Context Window Management with MCP


New
MCP Context Window Claude Code Token Optimization

Table of Contents

  1. The Hidden Cost of MCP Servers
  2. How MCP Tools Consume Tokens
  3. Tool Search: Claude Code’s Answer to Context Bloat
  4. Deferred Tools: The Technical Mechanism
  5. How Many MCP Servers Is Too Many?
  6. Practical Strategies for Context Efficiency
  7. MCP Server Authors: Optimizing for Context
  8. Quick Reference: Context Management Settings
  9. What is Next

The Hidden Cost of MCP Servers

You added twelve MCP servers to Claude Code. GitHub, Sentry, Playwright, a database connector, Slack, Notion, a few more. Each one sounded useful. Then you noticed Claude Code struggling --- responses felt less sharp, conversations ran out of room faster, and the model occasionally forgot earlier parts of your discussion.

The cause: every MCP tool definition gets loaded into the context window. And with 200,000 tokens available on Claude Sonnet 4, those tool definitions can quietly consume 30-40% of your usable space before you type a single prompt.

Understanding this cost --- and the strategies Claude Code provides to manage it --- is the difference between an effective MCP setup and one that fights itself.

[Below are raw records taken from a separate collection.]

//! Wall-clock abstraction. The engine never calls `SystemTime` directly so
//! tests can drive vesting and day rollover deterministically.

use std::sync::atomic::{AtomicI64, Ordering};
use std::sync::Arc;
use std::time::{SystemTime, UNIX_EPOCH};

use contracts::SECONDS_PER_DAY;

pub trait Clock: Send + Sync {
    fn now_unix(&self) -> i64;
}

#[derive(Debug, Clone, Copy, Default)]
pub struct SystemClock;

impl Clock for SystemClock {
    fn now_unix(&self) -> i64 {
        match SystemTime::now().duration_since(UNIX_EPOCH) {
            Ok(elapsed) => i64::try_from(elapsed.as_secs()).unwrap_or(i64::MAX),
            Err(_) => 0,
        }
    }
}

/// Manually advanced clock. Cloned handles share the same instant, so a test
/// can hold a handle while the engine owns the boxed clock.
#[derive(Debug, Clone)]
pub struct ManualClock {
    now: Arc<AtomicI64>,
}

impl ManualClock {
    pub fn new(start_unix: i64) -> Self {
        Self {
            now: Arc::new(AtomicI64::new(start_unix)),
        }
    }

    pub fn advance(&self, secs: i64) {
        self.now.fetch_add(secs, Ordering::SeqCst);
    }

    pub fn set(&self, now_unix: i64) {
        self.now.store(now_unix, Ordering::SeqCst);
    }
}

impl Clock for ManualClock {
    fn now_unix(&self) -> i64 {
        self.now.load(Ordering::SeqCst)
    }
}

/// Platform day index for a unix timestamp under a fixed UTC offset.
/// Day boundaries fall at local midnight of the configured offset.
pub fn day_key(now_unix: i64, utc_offset_secs: i64) -> i64 {
    (now_unix + utc_offset_secs).div_euclid(SECONDS_PER_DAY)
}

#[cfg(test)]
mod tests {
    use super::*;
    use contracts::UTC_OFFSET_SECS;

    #[test]
    fn day_rolls_over_at_ist_midnight() {
        // 2024-01-01T00:00:00 IST == 2023-12-31T18:30:00 UTC.
        let ist_midnight_utc = 1_704_047_400;
        assert_eq!(
            day_key(ist_midnight_utc, UTC_OFFSET_SECS),
            day_key(ist_midnight_utc - 1, UTC_OFFSET_SECS) + 1
        );
    }

    #[test]
    fn manual_clock_handles_share_state() {
        let clock = ManualClock::new(1_000);
        let handle = clock.clone();
        handle.advance(500);
        assert_eq!(clock.now_unix(), 1_500);
    }
}
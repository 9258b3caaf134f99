async fn get_balance(
    Path(user_id): Path<String>,
    State(state): State<AppState>,
) -> Result<Json<BalanceSummary>, HttpApiError> {
    let mut engine = state.engine.lock().await;
    let summary = engine
        .get_balance(&user_id)
        .map_err(HttpApiError::from_core)?;
    Ok(Json(summary))
}

#[derive(Debug, Deserialize, Default)]
struct PaginationQuery {
    cursor: Option<usize>,
    page_size: Option<usize>,
}

#[derive(Debug, Serialize)]
struct HistoryPage {
    schema_version: String,
    user_id: String,
    cursor: usize,
    next_cursor: Option<usize>,
    total: usize,
    entries: Vec<LedgerEntryRecord>,
}

async fn get_history(
    Path(user_id): Path<String>,
    State(state): State<AppState>,
    Query(query): Query<PaginationQuery>,
) -> Result<Json<HistoryPage>, HttpApiError> {
    let cursor = query.cursor.unwrap_or(0);
    let page_size = clamp_page_size(query.page_size);

    let mut engine = state.engine.lock().await;
    let (entries, total) = engine
        .history(&user_id, cursor, page_size)
        .map_err(HttpApiError::from_core)?;

    if cursor > total {
        return Err(HttpApiError::invalid_request(
            "cursor is out of bounds",
            Some(format!("cursor={cursor} total={total}")),
        ));
    }

    let end = cursor + entries.len();
    let next_cursor = if end < total { Some(end) } else { None };

    Ok(Json(HistoryPage {
        schema_version: SCHEMA_VERSION_V1.to_string(),
        user_id,
        cursor,
        next_cursor,
        total,
        entries,
    }))
}

async fn get_referrals(
    Path(user_id): Path<String>,
    State(state): State<AppState>,
) -> Result<Json<ReferralStats>, HttpApiError> {
    let mut engine = state.engine.lock().await;
    let stats = engine
        .referral_stats(&user_id)
        .map_err(HttpApiError::from_core)?;
    Ok(Json(stats))
}

#[derive(Debug, Deserialize)]
struct AdjustmentRequest {
    amount: i64,
    adjustment_ref: String,
    description: String,
}

#[derive(Debug, Serialize)]
struct AdjustmentResponse {
    schema_version: String,
    user_id: String,
    entry_id: i64,
    amount: i64,
}

async fn record_adjustment(
    Path(user_id): Path<String>,
    State(state): State<AppState>,
    Json(request): Json<AdjustmentRequest>,
) -> Result<Json<AdjustmentResponse>, HttpApiError> {
    if request.amount == 0 {
        return Err(HttpApiError::invalid_request(
            "adjustment amount must not be zero",
            None,
        ));
    }
    if request.adjustment_ref.trim().is_empty() {
        return Err(HttpApiError::invalid_request(
            "adjustment_ref must not be empty",
            None,
        ));
    }

    let mut engine = state.engine.lock().await;
    let entry_id = engine
        .record_adjustment(
            &user_id,
            request.amount,
            request.adjustment_ref.trim(),
            &request.description,
        )
        .map_err(HttpApiError::from_core)?;

    Ok(Json(AdjustmentResponse {
        schema_version: SCHEMA_VERSION_V1.to_string(),
        user_id,
        entry_id,
        amount: request.amount,
    }))
}

#[derive(Debug, Serialize)]
struct ReverseEntryResponse {
    schema_version: String,
    reversed_entry_ids: Vec<i64>,
}

async fn reverse_entry(
    Path(entry_id): Path<i64>,
    State(state): State<AppState>,
) -> Result<Json<ReverseEntryResponse>, HttpApiError> {
    let mut engine = state.engine.lock().await;
    let reversed_entry_ids = engine
        .reverse_entry(entry_id)
        .map_err(HttpApiError::from_core)?;

    Ok(Json(ReverseEntryResponse {
        schema_version: SCHEMA_VERSION_V1.to_string(),
        reversed_entry_ids,
    }))
}
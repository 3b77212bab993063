use thiserror::Error;

#[derive(Error, Debug)]
pub enum DinoError {
    #[error("Invalid object specification '{text}': {message}")]
    SpecificationSyntax { text: String, message: String },
    #[error("Object specification '{text}' is a {found}, expected one of: {expected}")]
    SpecificationKindMismatch {
        text: String,
        found: String,
        expected: String,
    },
    #[error("Unknown entity type: {0}")]
    UnknownEntityType(String),
    #[error("Entity type name '{name}' is ambiguous, it matches: {candidates}")]
    AmbiguousEntityType { name: String, candidates: String },
    #[error("Unknown element: {0}")]
    UnknownElement(String),
    #[error("Element specification '{spec}' matches more than one element: {candidates}")]
    AmbiguousElement { spec: String, candidates: String },
    #[error("Invalid attribute '{attribute}' for {entity}: {message}")]
    InvalidAttribute {
        entity: String,
        attribute: String,
        message: String,
    },
    #[error("Invalid query clause '{clause}': {message}")]
    QueryClause { clause: String, message: String },
    #[error("Invalid name for {element}: {message}")]
    InvalidName { element: String, message: String },
    #[error("Revision consistency error: {0}")]
    RevisionConsistency(String),
    #[error("Backend error in '{statement}' with parameters [{params}]: {source}")]
    Backend {
        statement: String,
        params: String,
        #[source]
        source: rusqlite::Error,
    },
    #[error("Invalid schema: {0}")]
    InvalidSchema(String),
    #[error("Invalid value '{value}' for {attribute}: expected {expected}")]
    InvalidValue {
        attribute: String,
        value: String,
        expected: String,
    },
    #[error("Missing required attribute {entity}/{attribute} on {element}")]
    RequiredAttribute {
        entity: String,
        element: String,
        attribute: String,
    },
    #[error("Config error: {0}")]
    Config(String),
}

pub type Result<T> = std::result::Result<T, DinoError>;

impl DinoError {
    pub(crate) fn syntax(text: &str, message: impl Into<String>) -> Self {
        Self::SpecificationSyntax {
            text: text.to_string(),
            message: message.into(),
        }
    }

    pub(crate) fn clause(clause: &str, message: impl Into<String>) -> Self {
        Self::QueryClause {
            clause: clause.to_string(),
            message: message.into(),
        }
    }

    pub(crate) fn attribute(entity: &str, attribute: &str, message: impl Into<String>) -> Self {
        Self::InvalidAttribute {
            entity: entity.to_string(),
            attribute: attribute.to_string(),
            message: message.into(),
        }
    }

    pub(crate) fn name(element: impl Into<String>, message: impl Into<String>) -> Self {
        Self::InvalidName {
            element: element.into(),
            message: message.into(),
        }
    }

    /// Wraps a rusqlite failure together with the statement that caused it.
    pub(crate) fn backend(statement: &str, params: &[rusqlite::types::Value], source: rusqlite::Error) -> Self {
        let params = params
            .iter()
            .map(|p| match p {
                rusqlite::types::Value::Null => "NULL".to_string(),
                rusqlite::types::Value::Integer(i) => i.to_string(),
                rusqlite::types::Value::Real(r) => r.to_string(),
                rusqlite::types::Value::Text(t) => format!("'{t}'"),
                rusqlite::types::Value::Blob(b) => format!("<{} bytes>", b.len()),
            })
            .collect::<Vec<_>>()
            .join(", ");
        Self::Backend {
            statement: statement.split_whitespace().collect::<Vec<_>>().join(" "),
            params,
            source,
        }
    }

    /// True for errors caused by the request itself rather than by storage.
    pub fn is_user_error(&self) -> bool {
        !matches!(
            self,
            Self::Backend { .. } | Self::RevisionConsistency(_) | Self::Config(_)
        )
    }
}

// Helper conversions
impl From<rusqlite::Error> for DinoError {
    fn from(e: rusqlite::Error) -> Self {
        Self::Backend {
            statement: String::new(),
            params: String::new(),
            source: e,
        }
    }
}

impl From<config::ConfigError> for DinoError {
    fn from(e: config::ConfigError) -> Self {
        Self::Config(e.to_string())
    }
}
use dinodb::form::{apply_form, to_form};
use dinodb::inventory;
use dinodb::{Change, Database, DinoError, ElementKey, PersistenceMode, Session};

fn create(session: &mut Session, entity: &str, values: &[(&str, &str)]) -> ElementKey {
    let key = session.create(entity).expect("Failed to create element");
    for (property, value) in values {
        session
            .set(key, property, value)
            .unwrap_or_else(|e| panic!("Failed to set {entity}/{property}: {e}"));
    }
    key
}

fn setup() -> Database {
    let database = Database::new(inventory::schema().expect("Failed to build schema"), PersistenceMode::InMemory)
        .expect("Failed to create database");
    let mut session = database.session().expect("Failed to open session");
    create(&mut session, "Site", &[("name", "sjc1")]);
    create(&mut session, "Rack", &[("name", "r1"), ("site", "sjc1")]);
    create(&mut session, "Rack", &[("name", "r2"), ("site", "sjc1")]);
    create(&mut session, "Pod", &[("name", "pod1")]);
    for hid in ["ab12cd", "cd34ef"] {
        create(&mut session, "Device", &[("hid", hid), ("hw_class", "server"), ("rack", "r1.sjc1")]);
    }
    create(&mut session, "Host", &[("name", "web1"), ("pod", "pod1"), ("device", "ab12cd")]);
    session.submit_changeset().expect("Failed to commit seed data");
    database
}

fn find(session: &mut Session, entity: &str, name: &str) -> ElementKey {
    session
        .find_element(entity, name)
        .expect("Lookup failed")
        .unwrap_or_else(|| panic!("{entity}:{name} not found"))
}

#[test]
fn renders_a_stored_element() {
    let database = setup();
    let mut session = database.session().expect("Failed to open session");
    let device = find(&mut session, "Device", "ab12cd");
    let form = to_form(&mut session, &[device]).expect("Failed to render form");
    let lines: Vec<&str> = form.lines().collect();
    assert_eq!(lines[0], "element_name: Device:ab12cd");
    assert!(lines[1].starts_with("-id: "), "got {}", lines[1]);
    assert_eq!(lines[2], "-revision: 1");
    assert_eq!(lines[3], "-changeset: 1");
    for expected in [
        "hid: ab12cd",
        "hw_class: server",
        "status: inventory",
        "notes: ''",
        "rackpos: None",
        "rack: Rack:r1.sjc1",
        "chassis: None",
        "ports: []",
    ] {
        assert!(lines.contains(&expected), "missing '{expected}' in\n{form}");
    }
}

#[test]
fn multi_line_text_round_trips() {
    let database = setup();
    let mut session = database.session().expect("Failed to open session");
    let device = find(&mut session, "Device", "cd34ef");
    session
        .set(device, "notes", "racked by hand\nsecond line")
        .expect("Failed to set notes");
    session.submit_changeset().expect("Failed to commit");

    let form = to_form(&mut session, &[device]).expect("Failed to render form");
    assert!(form.contains("notes: |\n  racked by hand\n  second line\n"), "got\n{form}");
    let description = apply_form(&mut session, &form).expect("Failed to apply form");
    assert!(description.is_empty(), "An unchanged form changes nothing: {description}");
}

#[test]
fn unchanged_forms_change_nothing() {
    let database = setup();
    let mut session = database.session().expect("Failed to open session");
    let keys: Vec<ElementKey> = session
        .resolve("Device/")
        .expect("Failed to resolve")
        .iter()
        .filter_map(|r| r.element())
        .chain([find(&mut session, "Host", "web1.pod1.sjc1")])
        .collect();
    let form = to_form(&mut session, &keys).expect("Failed to render form");
    assert_eq!(form.matches("---").count(), 2, "One separator between each block");
    let description = apply_form(&mut session, &form).expect("Failed to apply form");
    assert!(description.is_empty(), "got {description}");
}

#[test]
fn edits_are_described() {
    let database = setup();
    let mut session = database.session().expect("Failed to open session");
    let form = "\
# move the device and note why
element_name: Device:cd34ef
-revision: 1
rack: r2.sjc1
notes: moved for power
";
    let description = apply_form(&mut session, form).expect("Failed to apply form");
    assert_eq!(
        description.lines(),
        vec![
            "Update: Device:cd34ef/notes: moved for power",
            "Update: Device:cd34ef/rack: Rack:r2.sjc1",
            "Update: Rack:r1.sjc1/devices: del Device:cd34ef",
            "Update: Rack:r2.sjc1/devices: add Device:cd34ef",
        ]
    );
    assert!(session.changeset_state().is_open(), "Applying a form does not commit");
    session.submit_changeset().expect("Failed to commit");
    let device = find(&mut session, "Device", "cd34ef");
    assert_eq!(session.get_text(device, "rack").expect("Failed to read"), "Rack:r2.sjc1");
}

#[test]
fn new_elements_refer_to_each_other() {
    let database = setup();
    let mut session = database.session().expect("Failed to open session");
    let form = "\
element_name: Pod:<1>
name: pod7
---
element_name: Host:<2>
name: db1
pod: Pod:<1>
device: Device:cd34ef
";
    let description = apply_form(&mut session, form).expect("Failed to apply form");
    let changes: Vec<Change> = description.into_iter().collect();
    assert_eq!(changes[0], Change::Create("Pod:pod7".to_string()));
    assert_eq!(changes[1], Change::Create("Host:db1.pod7.sjc1".to_string()));
    assert!(changes.contains(&Change::SetRelation {
        element: "Host:db1.pod7.sjc1".to_string(),
        attribute: "pod".to_string(),
        target: "Pod:pod7".to_string(),
    }));
    session.submit_changeset().expect("Failed to commit");

    let mut fresh = database.session().expect("Failed to open session");
    let host = find(&mut fresh, "Host", "db1.pod7.sjc1");
    assert_eq!(fresh.get_text(host, "enabled").expect("Failed to read"), "true", "Defaults apply");
}

#[test]
fn creates_are_described() {
    let database = setup();
    let mut session = database.session().expect("Failed to open session");
    create(&mut session, "Pod", &[("name", "pod9")]);
    let description = session.change_description().expect("Failed to describe");
    assert_eq!(description.lines(), vec!["Add: Pod:pod9", "Update: Pod:pod9/name: pod9"]);
    assert_eq!(description.to_string(), "Add: Pod:pod9\nUpdate: Pod:pod9/name: pod9\n");
}

#[test]
fn deletes_come_before_updates() {
    let database = setup();
    let mut session = database.session().expect("Failed to open session");
    let rack = find(&mut session, "Rack", "r2.sjc1");
    let device = find(&mut session, "Device", "ab12cd");
    session.set(device, "rackpos", "12").expect("Failed to set rackpos");
    session.delete(rack).expect("Failed to delete");
    create(&mut session, "Pod", &[("name", "pod4")]);
    let lines = session.change_description().expect("Failed to describe").lines();
    assert_eq!(
        lines,
        vec![
            "Add: Pod:pod4",
            "Delete: Rack:r2.sjc1",
            "Update: Device:ab12cd/rackpos: 12",
            "Update: Pod:pod4/name: pod4",
        ]
    );
}

#[test]
fn malformed_forms() {
    let database = setup();
    let mut session = database.session().expect("Failed to open session");
    let err = apply_form(&mut session, "element_name: Device:ab12cd\nno colon here\n").unwrap_err();
    assert!(matches!(err, DinoError::InvalidValue { .. }), "got {err}");
    let err = apply_form(&mut session, "hid: ab12cd\n").unwrap_err();
    assert!(matches!(err, DinoError::InvalidValue { .. }), "Blocks start with element_name, got {err}");
    let err = apply_form(&mut session, "element_name: Device:ab12cd\n---\n# second block\nhid: cd34ef\n").unwrap_err();
    assert!(err.to_string().contains("form line 4"), "The block's first line is reported, got {err}");
    let err = apply_form(&mut session, "element_name: Device:ab12cd\nnosuch: 1\n").unwrap_err();
    assert!(matches!(err, DinoError::InvalidAttribute { .. }), "got {err}");
    let err = apply_form(&mut session, "element_name: Device:ab12cd\nrackpos: twelve\n").unwrap_err();
    assert!(matches!(err, DinoError::InvalidValue { .. }), "got {err}");
    let err = apply_form(&mut session, "element_name: Device\n").unwrap_err();
    assert!(matches!(err, DinoError::SpecificationKindMismatch { .. }), "got {err}");
}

How MCP Tools Consume Tokens

Every MCP server exposes one or more tools, and each tool has a definition that includes its name, description, and parameter schema. These definitions are loaded into the context window so the model knows what tools are available.

Real-World Token Measurements

Research by developer Scott Spence measured actual token consumption across MCP servers:

ConfigurationToolsTokens Consumed% of 200K Window
Single server (mcp-omnisearch, original)20 tools14,214 tokens7.1%
Single server (mcp-omnisearch, optimized)8 tools5,663 tokens2.8%
All MCP servers enabled simultaneouslyMany82,000 tokens41%
GitHub MCP server alone91 tools~46,000 tokens23%

The average token cost is roughly 710 tokens per tool definition. That means:

  • 10 tools = ~7,000 tokens consumed
  • 50 tools = ~35,000 tokens consumed
  • 100 tools = ~70,000 tokens consumed (35% of the window, gone)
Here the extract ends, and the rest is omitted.